By 1893 a much love sport, entertaining thousands upon thousands of men and women, finds itself a direct participant in the social upheaval. Matches, once played purely for passion, are staged to raise fund for striking workers but still constables, infantrymen and middle class amateurs play alongside the working men who’ll be on opposite sides of the picket lines the next day! Expect a few more bone crunching tackles and fierce arguments about ‘fair play’ extending beyond the realms of sport into real life.

Traditionally drawing its strength from public schools and the middle classes Rugby is now increasingly dominated by workers on the field and in the stands. But it is the issue of broken time payments that will ultimately tear apart a great institution creating bitter rivalries within communities, clubs and even families!

Rugby’s governing body vehemently opposes the payment of fees to any working man and of course the ‘gentlemen’ players have no need of such tawdry payments.

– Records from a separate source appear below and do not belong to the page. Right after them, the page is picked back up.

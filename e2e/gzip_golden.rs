use wuffle::{GzipDecoder, ReadBuffer, WriteBuffer};

const EMPTY_GZIP: &[u8] =
    &[0x1F, 0x8B, 0x08, 0x00, 0x00, 0x00, 0x00, 0x00, 0x00, 0xFF, 0x03, 0x00, 0x00, 0x00, 0x00, 0x00, 0x00, 0x00, 0x00, 0x00];

#[test]
fn decodes_empty_payload() {
    let mut gzip = GzipDecoder::new();
    let mut out = [0u8; 16];
    let mut src = ReadBuffer::closed_at_eof(EMPTY_GZIP);
    let mut dst = WriteBuffer::new(&mut out);
    let status = gzip.decode_io_writer(&mut dst, &mut src);
    assert!(status.is_ok(), "status: {status:?}");
    assert_eq!(dst.wi, 0);
}

#[test]
fn truncated_input_is_rejected() {
    let mut gzip = GzipDecoder::new();
    let mut out = [0u8; 16];
    let mut src = ReadBuffer::closed_at_eof(&EMPTY_GZIP[..EMPTY_GZIP.len() - 4]);
    let mut dst = WriteBuffer::new(&mut out);
    let status = gzip.decode_io_writer(&mut dst, &mut src);
    assert!(status.is_error(), "status: {status:?}");
}
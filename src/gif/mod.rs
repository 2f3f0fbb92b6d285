pub mod container;
pub mod quirks;
pub mod types;

pub use container::GifDecoder;
pub use quirks::{Quirk, Quirks};
pub use types::{Blend, DecodeFrameOptions, Disposal, FrameConfig, ImageConfig};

But the amateur ethos means workers lose out on income when taking to the field to entertain loyal fans. And God help ‘em in and injury keeps them from work come Monday morning.

The politics of the workplace are inseparable from the inequalities on the playing field and so a war of words, of hearts and minds will see clergymen, sports stars, politicians, bar room experts, their spouses and adoring female fans voice passionate opinions about the perils of professionalism in sport. Meanwhile mill owners and industrialists watch their power and control threatened by the collective bargaining of the masses.

Broken Time delves into an untold seam of British history to tell a story about a Victorian community torn apart by their passion for a game. Mixing historical even and real figures with a cast of fictional souls this is not a quaint old tale of flat caps, clogs and whippets. It is about bitter rivalries, dishonest ambitions and epic passion.